▸ Your assignment
In the data below, find every line with the string "usize" and pull it out.

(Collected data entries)
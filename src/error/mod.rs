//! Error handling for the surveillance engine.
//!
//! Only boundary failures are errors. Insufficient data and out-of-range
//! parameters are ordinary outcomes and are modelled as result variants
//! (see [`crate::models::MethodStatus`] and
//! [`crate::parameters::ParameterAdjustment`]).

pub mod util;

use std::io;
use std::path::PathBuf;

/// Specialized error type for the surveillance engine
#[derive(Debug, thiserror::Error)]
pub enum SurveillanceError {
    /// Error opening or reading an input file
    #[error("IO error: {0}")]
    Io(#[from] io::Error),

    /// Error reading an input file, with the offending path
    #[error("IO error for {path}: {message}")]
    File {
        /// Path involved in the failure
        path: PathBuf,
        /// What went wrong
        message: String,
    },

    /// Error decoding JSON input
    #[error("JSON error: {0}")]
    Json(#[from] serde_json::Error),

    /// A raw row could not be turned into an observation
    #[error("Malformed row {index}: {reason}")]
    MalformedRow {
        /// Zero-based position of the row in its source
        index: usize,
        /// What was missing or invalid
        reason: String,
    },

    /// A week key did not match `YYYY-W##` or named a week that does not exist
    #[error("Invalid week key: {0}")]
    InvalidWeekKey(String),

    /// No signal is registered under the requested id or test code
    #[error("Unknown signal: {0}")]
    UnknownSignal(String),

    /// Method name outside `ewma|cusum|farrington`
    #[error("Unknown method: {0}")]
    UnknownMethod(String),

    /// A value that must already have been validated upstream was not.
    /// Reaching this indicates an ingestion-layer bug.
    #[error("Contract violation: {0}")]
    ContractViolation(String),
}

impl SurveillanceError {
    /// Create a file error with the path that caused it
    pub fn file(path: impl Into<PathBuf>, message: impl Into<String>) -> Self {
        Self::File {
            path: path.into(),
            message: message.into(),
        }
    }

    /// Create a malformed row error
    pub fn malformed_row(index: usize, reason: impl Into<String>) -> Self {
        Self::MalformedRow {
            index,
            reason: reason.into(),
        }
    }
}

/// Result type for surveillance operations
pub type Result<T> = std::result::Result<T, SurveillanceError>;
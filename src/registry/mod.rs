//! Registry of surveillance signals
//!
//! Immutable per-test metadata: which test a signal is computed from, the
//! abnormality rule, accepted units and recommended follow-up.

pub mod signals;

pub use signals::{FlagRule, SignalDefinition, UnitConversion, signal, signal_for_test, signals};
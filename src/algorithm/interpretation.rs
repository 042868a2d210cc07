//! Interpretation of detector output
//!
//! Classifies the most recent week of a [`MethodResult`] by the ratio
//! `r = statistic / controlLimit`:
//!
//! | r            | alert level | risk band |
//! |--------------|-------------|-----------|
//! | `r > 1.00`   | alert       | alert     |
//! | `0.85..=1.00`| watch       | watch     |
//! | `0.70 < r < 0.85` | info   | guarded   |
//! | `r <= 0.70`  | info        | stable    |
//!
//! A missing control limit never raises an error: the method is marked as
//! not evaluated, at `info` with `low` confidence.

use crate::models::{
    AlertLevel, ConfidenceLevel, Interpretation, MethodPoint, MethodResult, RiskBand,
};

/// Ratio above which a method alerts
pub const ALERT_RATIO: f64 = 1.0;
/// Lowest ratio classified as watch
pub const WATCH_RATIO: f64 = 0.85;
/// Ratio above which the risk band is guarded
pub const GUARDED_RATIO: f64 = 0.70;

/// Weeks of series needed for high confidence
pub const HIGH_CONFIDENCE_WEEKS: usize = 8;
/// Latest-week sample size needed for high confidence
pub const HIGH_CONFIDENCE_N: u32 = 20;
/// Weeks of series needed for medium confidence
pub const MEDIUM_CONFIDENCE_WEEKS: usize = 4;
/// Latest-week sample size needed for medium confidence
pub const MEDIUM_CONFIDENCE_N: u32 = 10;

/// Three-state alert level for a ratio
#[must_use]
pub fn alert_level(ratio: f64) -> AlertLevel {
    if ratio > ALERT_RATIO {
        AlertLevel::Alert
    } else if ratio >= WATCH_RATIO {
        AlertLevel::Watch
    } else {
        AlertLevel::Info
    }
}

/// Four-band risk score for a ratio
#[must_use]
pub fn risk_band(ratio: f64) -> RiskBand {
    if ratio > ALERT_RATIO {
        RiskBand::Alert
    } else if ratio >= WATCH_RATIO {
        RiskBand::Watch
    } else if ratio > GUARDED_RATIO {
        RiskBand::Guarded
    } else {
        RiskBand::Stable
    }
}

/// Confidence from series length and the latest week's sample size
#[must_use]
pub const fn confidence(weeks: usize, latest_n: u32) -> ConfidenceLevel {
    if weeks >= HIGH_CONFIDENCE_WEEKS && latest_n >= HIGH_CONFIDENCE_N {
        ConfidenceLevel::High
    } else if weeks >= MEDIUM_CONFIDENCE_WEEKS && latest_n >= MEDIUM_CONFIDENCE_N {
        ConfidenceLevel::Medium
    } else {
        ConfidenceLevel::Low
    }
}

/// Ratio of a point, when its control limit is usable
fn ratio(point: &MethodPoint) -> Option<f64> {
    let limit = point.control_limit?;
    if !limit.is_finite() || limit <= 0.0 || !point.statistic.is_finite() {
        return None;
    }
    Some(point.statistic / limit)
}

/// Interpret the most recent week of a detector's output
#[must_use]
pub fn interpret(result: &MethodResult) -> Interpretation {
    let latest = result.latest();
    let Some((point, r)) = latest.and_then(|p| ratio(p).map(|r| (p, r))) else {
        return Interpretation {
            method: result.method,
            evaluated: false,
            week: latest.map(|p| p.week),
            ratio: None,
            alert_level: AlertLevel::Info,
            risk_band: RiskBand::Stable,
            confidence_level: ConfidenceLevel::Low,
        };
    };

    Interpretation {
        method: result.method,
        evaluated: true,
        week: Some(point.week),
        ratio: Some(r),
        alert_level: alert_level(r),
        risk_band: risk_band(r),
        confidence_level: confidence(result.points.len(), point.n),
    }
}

--

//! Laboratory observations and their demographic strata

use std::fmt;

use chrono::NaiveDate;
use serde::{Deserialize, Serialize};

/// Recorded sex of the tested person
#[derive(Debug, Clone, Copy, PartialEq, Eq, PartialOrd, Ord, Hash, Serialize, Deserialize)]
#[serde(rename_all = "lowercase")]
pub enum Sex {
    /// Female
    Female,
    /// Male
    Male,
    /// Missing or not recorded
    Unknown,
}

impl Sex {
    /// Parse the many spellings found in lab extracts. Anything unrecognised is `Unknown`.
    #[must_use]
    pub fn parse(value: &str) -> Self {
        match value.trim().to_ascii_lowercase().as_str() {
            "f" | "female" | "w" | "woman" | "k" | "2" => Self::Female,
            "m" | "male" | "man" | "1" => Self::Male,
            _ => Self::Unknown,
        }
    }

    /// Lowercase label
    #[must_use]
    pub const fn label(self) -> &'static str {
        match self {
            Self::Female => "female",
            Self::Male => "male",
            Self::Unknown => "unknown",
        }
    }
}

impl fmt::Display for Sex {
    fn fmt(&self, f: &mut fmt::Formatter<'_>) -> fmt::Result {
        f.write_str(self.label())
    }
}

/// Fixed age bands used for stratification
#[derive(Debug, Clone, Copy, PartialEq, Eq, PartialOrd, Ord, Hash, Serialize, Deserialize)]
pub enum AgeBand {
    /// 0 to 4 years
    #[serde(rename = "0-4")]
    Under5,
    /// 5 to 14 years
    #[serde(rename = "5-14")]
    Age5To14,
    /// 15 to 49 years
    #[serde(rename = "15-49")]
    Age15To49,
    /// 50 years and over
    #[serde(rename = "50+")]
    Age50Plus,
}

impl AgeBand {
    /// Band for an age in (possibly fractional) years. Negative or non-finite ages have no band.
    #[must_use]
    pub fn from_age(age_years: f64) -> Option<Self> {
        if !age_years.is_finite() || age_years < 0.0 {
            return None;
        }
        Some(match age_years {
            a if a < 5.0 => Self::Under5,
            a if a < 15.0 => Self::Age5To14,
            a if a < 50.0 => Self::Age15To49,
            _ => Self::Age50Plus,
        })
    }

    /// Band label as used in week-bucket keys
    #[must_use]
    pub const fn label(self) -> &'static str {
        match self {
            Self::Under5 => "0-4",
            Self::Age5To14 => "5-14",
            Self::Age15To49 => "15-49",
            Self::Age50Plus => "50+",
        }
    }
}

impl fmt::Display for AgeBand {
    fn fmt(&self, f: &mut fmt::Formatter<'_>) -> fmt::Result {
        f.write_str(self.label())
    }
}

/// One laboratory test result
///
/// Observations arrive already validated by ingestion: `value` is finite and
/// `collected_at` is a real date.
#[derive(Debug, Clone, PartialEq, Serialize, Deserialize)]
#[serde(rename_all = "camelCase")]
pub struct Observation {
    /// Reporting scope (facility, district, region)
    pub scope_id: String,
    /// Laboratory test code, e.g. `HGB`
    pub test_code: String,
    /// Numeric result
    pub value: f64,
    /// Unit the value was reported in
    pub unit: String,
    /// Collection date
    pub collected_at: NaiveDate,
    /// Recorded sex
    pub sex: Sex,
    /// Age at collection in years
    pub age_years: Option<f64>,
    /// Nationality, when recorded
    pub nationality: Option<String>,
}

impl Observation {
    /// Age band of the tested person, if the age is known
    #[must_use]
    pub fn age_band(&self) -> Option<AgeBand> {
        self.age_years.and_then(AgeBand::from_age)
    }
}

...

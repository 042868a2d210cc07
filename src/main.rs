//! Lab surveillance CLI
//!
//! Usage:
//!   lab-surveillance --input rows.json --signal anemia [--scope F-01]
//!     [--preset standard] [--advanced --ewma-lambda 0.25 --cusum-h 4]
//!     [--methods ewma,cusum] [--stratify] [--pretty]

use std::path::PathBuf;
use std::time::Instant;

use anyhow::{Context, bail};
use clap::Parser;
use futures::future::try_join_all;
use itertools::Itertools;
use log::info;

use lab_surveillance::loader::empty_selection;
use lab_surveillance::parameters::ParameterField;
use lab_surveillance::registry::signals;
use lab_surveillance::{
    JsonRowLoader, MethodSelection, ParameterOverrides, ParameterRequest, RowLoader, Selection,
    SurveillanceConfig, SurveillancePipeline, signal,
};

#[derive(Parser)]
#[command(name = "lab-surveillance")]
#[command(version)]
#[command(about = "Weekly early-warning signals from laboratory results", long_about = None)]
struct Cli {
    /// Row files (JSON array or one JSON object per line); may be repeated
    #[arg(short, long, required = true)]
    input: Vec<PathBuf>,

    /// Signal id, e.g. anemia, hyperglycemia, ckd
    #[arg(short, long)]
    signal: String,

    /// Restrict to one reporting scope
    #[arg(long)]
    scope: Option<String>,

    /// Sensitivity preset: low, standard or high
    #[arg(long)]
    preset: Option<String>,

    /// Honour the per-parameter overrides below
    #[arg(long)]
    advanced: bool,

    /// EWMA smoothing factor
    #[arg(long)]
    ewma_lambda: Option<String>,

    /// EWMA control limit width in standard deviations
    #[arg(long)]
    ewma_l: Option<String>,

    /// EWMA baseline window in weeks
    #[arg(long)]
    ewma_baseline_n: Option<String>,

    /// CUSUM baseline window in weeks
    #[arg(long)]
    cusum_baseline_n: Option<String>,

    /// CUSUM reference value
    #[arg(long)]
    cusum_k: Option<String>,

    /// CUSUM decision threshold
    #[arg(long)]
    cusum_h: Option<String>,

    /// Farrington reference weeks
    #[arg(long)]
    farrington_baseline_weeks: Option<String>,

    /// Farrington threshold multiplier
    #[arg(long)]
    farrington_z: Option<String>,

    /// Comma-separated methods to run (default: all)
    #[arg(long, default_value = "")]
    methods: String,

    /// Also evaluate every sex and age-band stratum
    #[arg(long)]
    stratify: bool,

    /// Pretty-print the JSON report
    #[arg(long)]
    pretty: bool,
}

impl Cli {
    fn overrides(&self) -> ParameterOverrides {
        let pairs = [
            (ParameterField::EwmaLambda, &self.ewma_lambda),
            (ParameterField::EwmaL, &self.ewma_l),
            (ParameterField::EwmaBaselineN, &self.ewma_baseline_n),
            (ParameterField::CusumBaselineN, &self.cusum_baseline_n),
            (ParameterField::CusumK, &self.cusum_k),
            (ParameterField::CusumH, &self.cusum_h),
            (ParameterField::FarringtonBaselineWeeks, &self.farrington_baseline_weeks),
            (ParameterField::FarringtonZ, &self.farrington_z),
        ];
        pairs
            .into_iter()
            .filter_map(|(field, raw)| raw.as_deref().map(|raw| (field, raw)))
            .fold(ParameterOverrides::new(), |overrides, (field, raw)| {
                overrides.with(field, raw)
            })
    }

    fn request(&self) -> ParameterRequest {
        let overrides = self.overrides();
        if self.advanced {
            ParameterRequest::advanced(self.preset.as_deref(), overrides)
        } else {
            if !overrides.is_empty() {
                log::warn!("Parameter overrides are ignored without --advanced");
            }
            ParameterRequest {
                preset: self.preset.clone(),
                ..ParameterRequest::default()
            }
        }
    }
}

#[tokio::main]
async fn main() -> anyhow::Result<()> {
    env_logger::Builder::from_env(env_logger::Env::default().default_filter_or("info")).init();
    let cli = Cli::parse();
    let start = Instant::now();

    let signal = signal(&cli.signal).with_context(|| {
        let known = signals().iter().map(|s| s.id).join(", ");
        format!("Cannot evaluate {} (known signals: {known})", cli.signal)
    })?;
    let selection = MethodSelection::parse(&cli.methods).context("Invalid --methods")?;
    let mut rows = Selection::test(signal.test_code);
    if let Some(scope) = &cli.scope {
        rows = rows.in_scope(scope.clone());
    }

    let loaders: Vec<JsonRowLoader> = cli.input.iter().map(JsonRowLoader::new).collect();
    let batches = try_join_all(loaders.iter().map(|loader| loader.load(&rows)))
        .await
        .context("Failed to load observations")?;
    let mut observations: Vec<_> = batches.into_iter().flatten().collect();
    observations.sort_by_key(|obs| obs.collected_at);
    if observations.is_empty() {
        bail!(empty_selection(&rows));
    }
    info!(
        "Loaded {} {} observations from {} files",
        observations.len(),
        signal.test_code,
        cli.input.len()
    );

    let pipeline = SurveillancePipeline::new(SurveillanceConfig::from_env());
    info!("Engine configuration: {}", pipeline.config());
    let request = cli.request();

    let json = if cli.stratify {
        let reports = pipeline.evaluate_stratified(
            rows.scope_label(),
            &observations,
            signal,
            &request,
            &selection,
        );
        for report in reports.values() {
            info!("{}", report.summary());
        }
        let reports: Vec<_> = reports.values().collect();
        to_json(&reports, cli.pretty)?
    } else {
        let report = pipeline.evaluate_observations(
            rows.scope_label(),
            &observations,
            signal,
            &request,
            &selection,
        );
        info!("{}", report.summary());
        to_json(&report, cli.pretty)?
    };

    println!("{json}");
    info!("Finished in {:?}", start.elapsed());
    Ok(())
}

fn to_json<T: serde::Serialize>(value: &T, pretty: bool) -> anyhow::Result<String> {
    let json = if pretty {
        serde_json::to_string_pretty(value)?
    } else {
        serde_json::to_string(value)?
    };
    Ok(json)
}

▸ Task result
        index: usize,
    pub fn malformed_row(index: usize, reason: impl Into<String>) -> Self {
pub const HIGH_CONFIDENCE_WEEKS: usize = 8;
pub const MEDIUM_CONFIDENCE_WEEKS: usize = 4;
pub const fn confidence(weeks: usize, latest_n: u32) -> ConfidenceLevel {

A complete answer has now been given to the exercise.